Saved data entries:
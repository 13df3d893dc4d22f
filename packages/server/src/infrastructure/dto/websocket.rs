//! WebSocket envelope DTOs.
//!
//! Inbound frames are `{"type": ..., "payload": {...}}` with camelCase
//! payload fields. Outbound frames are flat: `{"type": ..., ...fields}`.

use serde::{Deserialize, Serialize};

use crate::domain::Style;

/// Client-to-server envelope.
#[derive(Debug, Clone, PartialEq, Deserialize)]
#[serde(tag = "type", content = "payload", rename_all = "snake_case")]
pub enum InboundMessage {
    Join(JoinPayload),
    UpdateNickname(UpdateNicknamePayload),
    UpdateStyle(UpdateStylePayload),
    Chat(ChatPayload),
}

#[derive(Debug, Clone, PartialEq, Deserialize)]
#[serde(rename_all = "camelCase")]
pub struct JoinPayload {
    #[serde(default)]
    pub room_id: Option<String>,
    #[serde(default)]
    pub password: Option<String>,
    #[serde(default)]
    pub nickname: Option<String>,
    #[serde(default)]
    pub style: Option<Style>,
}

#[derive(Debug, Clone, PartialEq, Deserialize)]
#[serde(rename_all = "camelCase")]
pub struct UpdateNicknamePayload {
    #[serde(default)]
    pub old_nickname: String,
    #[serde(default)]
    pub new_nickname: String,
    #[serde(default)]
    pub style: Option<Style>,
}

#[derive(Debug, Clone, PartialEq, Deserialize)]
pub struct UpdateStylePayload {
    #[serde(default)]
    pub style: Option<Style>,
}

#[derive(Debug, Clone, PartialEq, Deserialize)]
pub struct ChatPayload {
    #[serde(default)]
    pub nickname: String,
    #[serde(default)]
    pub text: String,
    #[serde(default)]
    pub style: Option<Style>,
}

/// Server-to-client envelope.
#[derive(Debug, Clone, PartialEq, Serialize)]
#[serde(tag = "type", rename_all = "snake_case")]
pub enum OutboundMessage {
    Error { message: String },
    JoinSuccess { message: String },
    Chat { text: String, style: Option<Style> },
    UserList { users: Vec<UserInfo> },
}

/// One roster line on the wire.
#[derive(Debug, Clone, PartialEq, Serialize)]
pub struct UserInfo {
    pub nickname: String,
    pub style: Option<Style>,
}

#[cfg(test)]
mod tests {
    use super::*;
    use serde_json::json;

    #[test]
    fn test_parse_join_message() {
        // テスト項目: join メッセージが camelCase のペイロードから読み込まれる
        // given (前提条件):
        let raw = r#"{"type":"join","payload":{"roomId":"r1","password":"secret","nickname":"Alice","style":{"color":"red"}}}"#;

        // when (操作):
        let message: InboundMessage = serde_json::from_str(raw).unwrap();

        // then (期待する結果):
        assert_eq!(
            message,
            InboundMessage::Join(JoinPayload {
                room_id: Some("r1".to_string()),
                password: Some("secret".to_string()),
                nickname: Some("Alice".to_string()),
                style: Some(Style::new(json!({"color": "red"}))),
            })
        );
    }

    #[test]
    fn test_parse_join_message_with_missing_fields() {
        // テスト項目: 必須項目が欠けた join もパースでき、検証は UseCase に任される
        // given (前提条件):
        let raw = r#"{"type":"join","payload":{"nickname":"Alice"}}"#;

        // when (操作):
        let message: InboundMessage = serde_json::from_str(raw).unwrap();

        // then (期待する結果):
        let InboundMessage::Join(payload) = message else {
            panic!("expected join message");
        };
        assert_eq!(payload.room_id, None);
        assert_eq!(payload.password, None);
        assert_eq!(payload.style, None);
    }

    #[test]
    fn test_parse_update_nickname_message() {
        // テスト項目: update_nickname メッセージが読み込まれる
        // given (前提条件):
        let raw = r#"{"type":"update_nickname","payload":{"oldNickname":"Alice","newNickname":"Alicia"}}"#;

        // when (操作):
        let message: InboundMessage = serde_json::from_str(raw).unwrap();

        // then (期待する結果):
        assert_eq!(
            message,
            InboundMessage::UpdateNickname(UpdateNicknamePayload {
                old_nickname: "Alice".to_string(),
                new_nickname: "Alicia".to_string(),
                style: None,
            })
        );
    }

    #[test]
    fn test_parse_update_style_with_null_style() {
        // テスト項目: null のスタイルは「スタイルなし」として読み込まれる
        // given (前提条件):
        let raw = r#"{"type":"update_style","payload":{"style":null}}"#;

        // when (操作):
        let message: InboundMessage = serde_json::from_str(raw).unwrap();

        // then (期待する結果):
        assert_eq!(
            message,
            InboundMessage::UpdateStyle(UpdateStylePayload { style: None })
        );
    }

    #[test]
    fn test_parse_unknown_type_fails() {
        // テスト項目: 未知の type はパースエラーになる
        // given (前提条件):
        let raw = r#"{"type":"shout","payload":{}}"#;

        // when (操作):
        let result = serde_json::from_str::<InboundMessage>(raw);

        // then (期待する結果):
        assert!(result.is_err());
    }

    #[test]
    fn test_serialize_outbound_messages() {
        // テスト項目: 送信メッセージが期待どおりの JSON 形式になる
        // given (前提条件):
        let chat = OutboundMessage::Chat {
            text: "Alice: hi".to_string(),
            style: Some(Style::new(json!("red"))),
        };
        let system = OutboundMessage::Chat {
            text: "Alice has joined".to_string(),
            style: None,
        };
        let users = OutboundMessage::UserList {
            users: vec![UserInfo {
                nickname: "Alice".to_string(),
                style: None,
            }],
        };

        // when (操作) / then (期待する結果):
        assert_eq!(
            serde_json::to_value(&chat).unwrap(),
            json!({"type": "chat", "text": "Alice: hi", "style": "red"})
        );
        assert_eq!(
            serde_json::to_value(&system).unwrap(),
            json!({"type": "chat", "text": "Alice has joined", "style": null})
        );
        assert_eq!(
            serde_json::to_value(&users).unwrap(),
            json!({"type": "user_list", "users": [{"nickname": "Alice", "style": null}]})
        );
    }
}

> WHAT THE EXERCISE ASKS: Please copy each record shown above exactly.

> RESULT OF THE EXERCISE:
repository 13df3d893dc4d22f
filename packages/server/src/infrastructure/dto/websocket.rs
//! WebSocket envelope DTOs.
//!
//! Inbound frames are `{"type": ..., "payload": {...}}` with camelCase
//! payload fields. Outbound frames are flat: `{"type": ..., ...fields}`.

use serde::{Deserialize, Serialize};

use crate::domain::Style;

/// Client-to-server envelope.
#[derive(Debug, Clone, PartialEq, Deserialize)]
#[serde(tag = "type", content = "payload", rename_all = "snake_case")]
pub enum InboundMessage {
    Join(JoinPayload),
    UpdateNickname(UpdateNicknamePayload),
    UpdateStyle(UpdateStylePayload),
    Chat(ChatPayload),
}

#[derive(Debug, Clone, PartialEq, Deserialize)]
#[serde(rename_all = "camelCase")]
pub struct JoinPayload {
    #[serde(default)]
    pub room_id: Option<String>,
    #[serde(default)]
    pub password: Option<String>,
    #[serde(default)]
    pub nickname: Option<String>,
    #[serde(default)]
    pub style: Option<Style>,
}

#[derive(Debug, Clone, PartialEq, Deserialize)]
#[serde(rename_all = "camelCase")]
pub struct UpdateNicknamePayload {
    #[serde(default)]
    pub old_nickname: String,
    #[serde(default)]
    pub new_nickname: String,
    #[serde(default)]
    pub style: Option<Style>,
}

#[derive(Debug, Clone, PartialEq, Deserialize)]
pub struct UpdateStylePayload {
    #[serde(default)]
    pub style: Option<Style>,
}

#[derive(Debug, Clone, PartialEq, Deserialize)]
pub struct ChatPayload {
    #[serde(default)]
    pub nickname: String,
    #[serde(default)]
    pub text: String,
    #[serde(default)]
    pub style: Option<Style>,
}

/// Server-to-client envelope.
#[derive(Debug, Clone, PartialEq, Serialize)]
#[serde(tag = "type", rename_all = "snake_case")]
pub enum OutboundMessage {
    Error { message: String },
    JoinSuccess { message: String },
    Chat { text: String, style: Option<Style> },
    UserList { users: Vec<UserInfo> },
}

/// One roster line on the wire.
#[derive(Debug, Clone, PartialEq, Serialize)]
pub struct UserInfo {
    pub nickname: String,
    pub style: Option<Style>,
}

#[cfg(test)]
mod tests {
    use super::*;
    use serde_json::json;

    #[test]
    fn test_parse_join_message() {
        // テスト項目: join メッセージが camelCase のペイロードから読み込まれる
        // given (前提条件):
        let raw = r#"{"type":"join","payload":{"roomId":"r1","password":"secret","nickname":"Alice","style":{"color":"red"}}}"#;

        // when (操作):
        let message: InboundMessage = serde_json::from_str(raw).unwrap();

        // then (期待する結果):
        assert_eq!(
            message,
            InboundMessage::Join(JoinPayload {
                room_id: Some("r1".to_string()),
                password: Some("secret".to_string()),
                nickname: Some("Alice".to_string()),
                style: Some(Style::new(json!({"color": "red"}))),
            })
        );
    }

    #[test]
    fn test_parse_join_message_with_missing_fields() {
        // テスト項目: 必須項目が欠けた join もパースでき、検証は UseCase に任される
        // given (前提条件):
        let raw = r#"{"type":"join","payload":{"nickname":"Alice"}}"#;

        // when (操作):
        let message: InboundMessage = serde_json::from_str(raw).unwrap();

        // then (期待する結果):
        let InboundMessage::Join(payload) = message else {
            panic!("expected join message");
        };
        assert_eq!(payload.room_id, None);
        assert_eq!(payload.password, None);
        assert_eq!(payload.style, None);
    }

    #[test]
    fn test_parse_update_nickname_message() {
        // テスト項目: update_nickname メッセージが読み込まれる
        // given (前提条件):
        let raw = r#"{"type":"update_nickname","payload":{"oldNickname":"Alice","newNickname":"Alicia"}}"#;

        // when (操作):
        let message: InboundMessage = serde_json::from_str(raw).unwrap();

        // then (期待する結果):
        assert_eq!(
            message,
            InboundMessage::UpdateNickname(UpdateNicknamePayload {
                old_nickname: "Alice".to_string(),
                new_nickname: "Alicia".to_string(),
                style: None,
            })
        );
    }

    #[test]
    fn test_parse_update_style_with_null_style() {
        // テスト項目: null のスタイルは「スタイルなし」として読み込まれる
        // given (前提条件):
        let raw = r#"{"type":"update_style","payload":{"style":null}}"#;

        // when (操作):
        let message: InboundMessage = serde_json::from_str(raw).unwrap();

        // then (期待する結果):
        assert_eq!(
            message,
            InboundMessage::UpdateStyle(UpdateStylePayload { style: None })
        );
    }

    #[test]
    fn test_parse_unknown_type_fails() {
        // テスト項目: 未知の type はパースエラーになる
        // given (前提条件):
        let raw = r#"{"type":"shout","payload":{}}"#;

        // when (操作):
        let result = serde_json::from_str::<InboundMessage>(raw);

        // then (期待する結果):
        assert!(result.is_err());
    }

    #[test]
    fn test_serialize_outbound_messages() {
        // テスト項目: 送信メッセージが期待どおりの JSON 形式になる
        // given (前提条件):
        let chat = OutboundMessage::Chat {
            text: "Alice: hi".to_string(),
            style: Some(Style::new(json!("red"))),
        };
        let system = OutboundMessage::Chat {
            text: "Alice has joined".to_string(),
            style: None,
        };
        let users = OutboundMessage::UserList {
            users: vec![UserInfo {
                nickname: "Alice".to_string(),
                style: None,
            }],
        };

        // when (操作) / then (期待する結果):
        assert_eq!(
            serde_json::to_value(&chat).unwrap(),
            json!({"type": "chat", "text": "Alice: hi", "style": "red"})
        );
        assert_eq!(
            serde_json::to_value(&system).unwrap(),
            json!({"type": "chat", "text": "Alice has joined", "style": null})
        );
        assert_eq!(
            serde_json::to_value(&users).unwrap(),
            json!({"type": "user_list", "users": [{"nickname": "Alice", "style": null}]})
        );
    }
}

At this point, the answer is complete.